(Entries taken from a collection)
____________________

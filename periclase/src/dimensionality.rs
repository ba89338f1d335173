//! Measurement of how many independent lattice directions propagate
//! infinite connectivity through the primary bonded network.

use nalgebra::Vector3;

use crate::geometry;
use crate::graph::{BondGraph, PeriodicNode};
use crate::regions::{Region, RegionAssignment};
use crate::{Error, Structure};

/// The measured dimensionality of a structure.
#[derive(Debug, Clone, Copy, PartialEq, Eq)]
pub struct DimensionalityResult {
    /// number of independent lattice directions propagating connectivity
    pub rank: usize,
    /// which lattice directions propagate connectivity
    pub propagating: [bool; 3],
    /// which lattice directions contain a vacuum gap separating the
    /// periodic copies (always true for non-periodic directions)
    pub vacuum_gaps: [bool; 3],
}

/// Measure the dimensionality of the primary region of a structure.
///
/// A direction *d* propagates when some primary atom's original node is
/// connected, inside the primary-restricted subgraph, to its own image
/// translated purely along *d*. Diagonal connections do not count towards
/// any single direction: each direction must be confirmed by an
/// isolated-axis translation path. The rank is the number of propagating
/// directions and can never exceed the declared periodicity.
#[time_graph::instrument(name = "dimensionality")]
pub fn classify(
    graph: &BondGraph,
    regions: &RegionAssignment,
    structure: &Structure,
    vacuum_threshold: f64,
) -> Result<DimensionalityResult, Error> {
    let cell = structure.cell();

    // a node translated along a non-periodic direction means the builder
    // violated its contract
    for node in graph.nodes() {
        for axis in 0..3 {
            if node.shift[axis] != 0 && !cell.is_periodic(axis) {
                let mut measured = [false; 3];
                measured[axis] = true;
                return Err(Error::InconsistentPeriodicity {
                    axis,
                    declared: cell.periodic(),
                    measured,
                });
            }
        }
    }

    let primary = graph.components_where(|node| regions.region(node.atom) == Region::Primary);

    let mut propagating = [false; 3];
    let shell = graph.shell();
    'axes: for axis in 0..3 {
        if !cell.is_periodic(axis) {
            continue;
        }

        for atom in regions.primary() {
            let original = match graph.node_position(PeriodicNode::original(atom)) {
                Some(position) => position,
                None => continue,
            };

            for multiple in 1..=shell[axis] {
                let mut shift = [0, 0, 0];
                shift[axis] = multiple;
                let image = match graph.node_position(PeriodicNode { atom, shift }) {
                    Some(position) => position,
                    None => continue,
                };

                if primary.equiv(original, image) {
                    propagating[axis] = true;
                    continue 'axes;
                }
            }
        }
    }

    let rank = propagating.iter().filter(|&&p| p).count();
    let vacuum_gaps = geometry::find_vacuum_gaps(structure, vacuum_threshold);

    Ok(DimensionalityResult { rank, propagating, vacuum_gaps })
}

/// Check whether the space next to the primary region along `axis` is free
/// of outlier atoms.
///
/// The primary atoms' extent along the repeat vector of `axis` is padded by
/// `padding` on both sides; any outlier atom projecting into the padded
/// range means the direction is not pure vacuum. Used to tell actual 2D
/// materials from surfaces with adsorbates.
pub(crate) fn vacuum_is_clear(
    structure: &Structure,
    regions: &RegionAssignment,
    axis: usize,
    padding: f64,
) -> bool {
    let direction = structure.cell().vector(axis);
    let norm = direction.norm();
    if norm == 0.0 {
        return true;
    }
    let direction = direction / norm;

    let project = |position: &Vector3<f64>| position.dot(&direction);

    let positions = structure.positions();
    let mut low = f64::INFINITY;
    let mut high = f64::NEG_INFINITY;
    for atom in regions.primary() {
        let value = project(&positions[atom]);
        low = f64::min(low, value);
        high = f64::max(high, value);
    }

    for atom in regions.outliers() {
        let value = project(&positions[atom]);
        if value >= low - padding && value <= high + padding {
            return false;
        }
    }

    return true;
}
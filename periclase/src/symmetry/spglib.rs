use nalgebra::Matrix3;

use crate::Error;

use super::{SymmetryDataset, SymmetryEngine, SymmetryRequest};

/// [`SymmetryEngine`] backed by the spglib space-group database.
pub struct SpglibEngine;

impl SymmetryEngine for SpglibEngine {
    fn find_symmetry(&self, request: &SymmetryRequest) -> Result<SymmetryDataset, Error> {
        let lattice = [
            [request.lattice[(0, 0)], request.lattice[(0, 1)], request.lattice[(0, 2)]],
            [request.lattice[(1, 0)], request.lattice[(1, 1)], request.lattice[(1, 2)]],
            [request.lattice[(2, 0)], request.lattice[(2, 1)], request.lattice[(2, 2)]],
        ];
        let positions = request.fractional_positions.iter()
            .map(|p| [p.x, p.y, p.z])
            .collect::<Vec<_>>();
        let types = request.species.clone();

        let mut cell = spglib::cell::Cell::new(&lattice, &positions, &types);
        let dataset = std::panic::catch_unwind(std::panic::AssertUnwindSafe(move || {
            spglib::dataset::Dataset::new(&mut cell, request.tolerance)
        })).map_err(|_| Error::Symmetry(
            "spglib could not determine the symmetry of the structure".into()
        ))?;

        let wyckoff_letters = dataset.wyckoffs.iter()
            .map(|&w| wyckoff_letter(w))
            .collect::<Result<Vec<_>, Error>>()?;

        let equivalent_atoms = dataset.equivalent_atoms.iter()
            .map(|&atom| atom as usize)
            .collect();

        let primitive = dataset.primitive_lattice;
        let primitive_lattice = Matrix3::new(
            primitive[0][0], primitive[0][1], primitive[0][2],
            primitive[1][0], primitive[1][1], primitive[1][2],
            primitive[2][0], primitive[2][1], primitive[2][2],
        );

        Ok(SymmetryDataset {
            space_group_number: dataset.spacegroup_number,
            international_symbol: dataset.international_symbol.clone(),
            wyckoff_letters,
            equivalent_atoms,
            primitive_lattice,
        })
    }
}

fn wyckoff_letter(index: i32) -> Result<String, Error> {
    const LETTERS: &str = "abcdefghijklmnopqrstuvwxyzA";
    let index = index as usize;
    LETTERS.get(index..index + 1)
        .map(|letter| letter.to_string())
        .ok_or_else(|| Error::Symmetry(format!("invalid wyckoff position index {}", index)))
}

____________________

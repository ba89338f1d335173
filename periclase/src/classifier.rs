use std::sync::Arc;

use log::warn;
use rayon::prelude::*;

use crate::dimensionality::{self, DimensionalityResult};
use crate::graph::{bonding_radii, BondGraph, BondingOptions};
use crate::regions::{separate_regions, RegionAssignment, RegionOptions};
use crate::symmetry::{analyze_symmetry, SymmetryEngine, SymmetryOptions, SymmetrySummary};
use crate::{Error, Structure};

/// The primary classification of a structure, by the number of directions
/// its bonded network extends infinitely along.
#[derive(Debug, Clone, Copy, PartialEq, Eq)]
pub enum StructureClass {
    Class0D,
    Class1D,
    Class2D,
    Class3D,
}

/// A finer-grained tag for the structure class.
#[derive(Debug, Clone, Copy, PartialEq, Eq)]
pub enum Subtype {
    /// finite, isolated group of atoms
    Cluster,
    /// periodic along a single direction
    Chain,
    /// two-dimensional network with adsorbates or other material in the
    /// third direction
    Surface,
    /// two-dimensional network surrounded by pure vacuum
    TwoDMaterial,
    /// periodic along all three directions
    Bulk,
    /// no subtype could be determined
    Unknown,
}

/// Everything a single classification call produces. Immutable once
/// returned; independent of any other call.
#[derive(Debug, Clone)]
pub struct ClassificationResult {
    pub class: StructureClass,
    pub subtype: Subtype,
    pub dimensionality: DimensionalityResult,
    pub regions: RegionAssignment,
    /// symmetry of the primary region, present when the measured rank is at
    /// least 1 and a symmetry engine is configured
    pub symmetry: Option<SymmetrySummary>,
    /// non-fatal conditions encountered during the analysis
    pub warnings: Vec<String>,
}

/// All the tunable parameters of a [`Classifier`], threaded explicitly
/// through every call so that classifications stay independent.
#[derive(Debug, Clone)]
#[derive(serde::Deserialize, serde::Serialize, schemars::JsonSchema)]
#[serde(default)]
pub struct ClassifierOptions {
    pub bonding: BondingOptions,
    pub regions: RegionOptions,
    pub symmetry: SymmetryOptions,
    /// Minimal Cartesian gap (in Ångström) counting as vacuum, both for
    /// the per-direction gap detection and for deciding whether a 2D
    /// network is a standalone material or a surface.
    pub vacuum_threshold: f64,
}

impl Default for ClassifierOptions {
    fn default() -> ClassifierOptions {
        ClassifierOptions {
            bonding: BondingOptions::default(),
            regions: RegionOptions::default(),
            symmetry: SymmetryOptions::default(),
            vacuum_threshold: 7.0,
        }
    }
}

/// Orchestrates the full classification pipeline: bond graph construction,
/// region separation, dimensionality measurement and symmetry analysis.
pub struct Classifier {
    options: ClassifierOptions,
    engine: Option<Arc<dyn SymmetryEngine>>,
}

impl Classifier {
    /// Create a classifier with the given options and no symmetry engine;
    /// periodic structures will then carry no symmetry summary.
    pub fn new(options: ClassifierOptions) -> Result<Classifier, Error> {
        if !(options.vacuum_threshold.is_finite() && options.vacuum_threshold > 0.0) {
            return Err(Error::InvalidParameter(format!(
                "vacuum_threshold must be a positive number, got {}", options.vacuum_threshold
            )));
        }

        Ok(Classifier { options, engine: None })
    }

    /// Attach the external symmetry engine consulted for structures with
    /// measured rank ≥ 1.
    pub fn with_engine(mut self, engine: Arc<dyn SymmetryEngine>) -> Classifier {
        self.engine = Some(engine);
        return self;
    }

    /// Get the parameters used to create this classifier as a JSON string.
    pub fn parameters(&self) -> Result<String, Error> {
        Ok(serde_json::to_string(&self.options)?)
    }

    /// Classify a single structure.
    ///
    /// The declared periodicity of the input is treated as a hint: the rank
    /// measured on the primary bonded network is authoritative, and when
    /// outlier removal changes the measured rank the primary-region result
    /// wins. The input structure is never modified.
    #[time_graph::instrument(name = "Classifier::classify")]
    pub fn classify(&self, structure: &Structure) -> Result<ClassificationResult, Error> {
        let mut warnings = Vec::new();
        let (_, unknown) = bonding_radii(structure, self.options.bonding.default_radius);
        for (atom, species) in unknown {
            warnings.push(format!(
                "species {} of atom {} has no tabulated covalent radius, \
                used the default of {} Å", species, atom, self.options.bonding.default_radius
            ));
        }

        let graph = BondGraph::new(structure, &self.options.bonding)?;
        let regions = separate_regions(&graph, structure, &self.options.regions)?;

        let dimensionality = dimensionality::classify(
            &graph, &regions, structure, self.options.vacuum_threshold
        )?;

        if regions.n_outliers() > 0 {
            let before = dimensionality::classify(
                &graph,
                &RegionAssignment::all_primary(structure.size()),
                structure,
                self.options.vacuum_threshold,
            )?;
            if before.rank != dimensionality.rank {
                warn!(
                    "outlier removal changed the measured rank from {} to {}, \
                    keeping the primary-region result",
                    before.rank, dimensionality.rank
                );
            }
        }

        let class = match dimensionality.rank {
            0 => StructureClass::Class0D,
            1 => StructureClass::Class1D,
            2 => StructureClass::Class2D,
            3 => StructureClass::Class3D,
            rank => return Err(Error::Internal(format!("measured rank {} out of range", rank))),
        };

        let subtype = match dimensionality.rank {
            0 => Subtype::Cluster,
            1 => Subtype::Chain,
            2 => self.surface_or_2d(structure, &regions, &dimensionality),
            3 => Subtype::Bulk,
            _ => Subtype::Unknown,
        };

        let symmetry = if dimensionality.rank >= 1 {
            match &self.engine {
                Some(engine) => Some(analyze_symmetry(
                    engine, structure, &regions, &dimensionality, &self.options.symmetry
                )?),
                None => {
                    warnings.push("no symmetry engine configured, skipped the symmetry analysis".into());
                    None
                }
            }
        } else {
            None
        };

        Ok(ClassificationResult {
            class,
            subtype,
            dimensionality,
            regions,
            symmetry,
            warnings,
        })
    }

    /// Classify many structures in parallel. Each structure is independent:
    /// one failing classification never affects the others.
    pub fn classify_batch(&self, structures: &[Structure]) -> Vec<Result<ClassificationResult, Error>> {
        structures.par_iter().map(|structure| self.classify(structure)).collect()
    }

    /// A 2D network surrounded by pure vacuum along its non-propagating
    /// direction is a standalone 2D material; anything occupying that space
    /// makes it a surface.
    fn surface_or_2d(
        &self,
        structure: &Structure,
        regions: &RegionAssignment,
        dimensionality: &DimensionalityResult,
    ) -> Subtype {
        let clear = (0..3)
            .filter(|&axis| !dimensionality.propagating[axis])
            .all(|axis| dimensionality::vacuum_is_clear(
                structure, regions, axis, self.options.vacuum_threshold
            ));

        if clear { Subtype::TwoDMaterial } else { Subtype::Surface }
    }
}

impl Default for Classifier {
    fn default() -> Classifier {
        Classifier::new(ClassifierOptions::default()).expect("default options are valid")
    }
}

____________________

* WHAT YOU SHOULD DO:
Starting at the line above that holds "let direction = structure.cell().vector(axis);" and ending at the line that holds "let mut cell", transcribe each line exactly and include no other lines.

* TASK RESPONSE:
    let direction = structure.cell().vector(axis);
    let norm = direction.norm();
    if norm == 0.0 {
        return true;
    }
    let direction = direction / norm;

    let project = |position: &Vector3<f64>| position.dot(&direction);

    let positions = structure.positions();
    let mut low = f64::INFINITY;
    let mut high = f64::NEG_INFINITY;
    for atom in regions.primary() {
        let value = project(&positions[atom]);
        low = f64::min(low, value);
        high = f64::max(high, value);
    }

    for atom in regions.outliers() {
        let value = project(&positions[atom]);
        if value >= low - padding && value <= high + padding {
            return false;
        }
    }

    return true;
}
filename periclase/src/symmetry/spglib.rs
use nalgebra::Matrix3;

use crate::Error;

use super::{SymmetryDataset, SymmetryEngine, SymmetryRequest};

/// [`SymmetryEngine`] backed by the spglib space-group database.
pub struct SpglibEngine;

impl SymmetryEngine for SpglibEngine {
    fn find_symmetry(&self, request: &SymmetryRequest) -> Result<SymmetryDataset, Error> {
        let lattice = [
            [request.lattice[(0, 0)], request.lattice[(0, 1)], request.lattice[(0, 2)]],
            [request.lattice[(1, 0)], request.lattice[(1, 1)], request.lattice[(1, 2)]],
            [request.lattice[(2, 0)], request.lattice[(2, 1)], request.lattice[(2, 2)]],
        ];
        let positions = request.fractional_positions.iter()
            .map(|p| [p.x, p.y, p.z])
            .collect::<Vec<_>>();
        let types = request.species.clone();

        let mut cell = spglib::cell::Cell::new(&lattice, &positions, &types);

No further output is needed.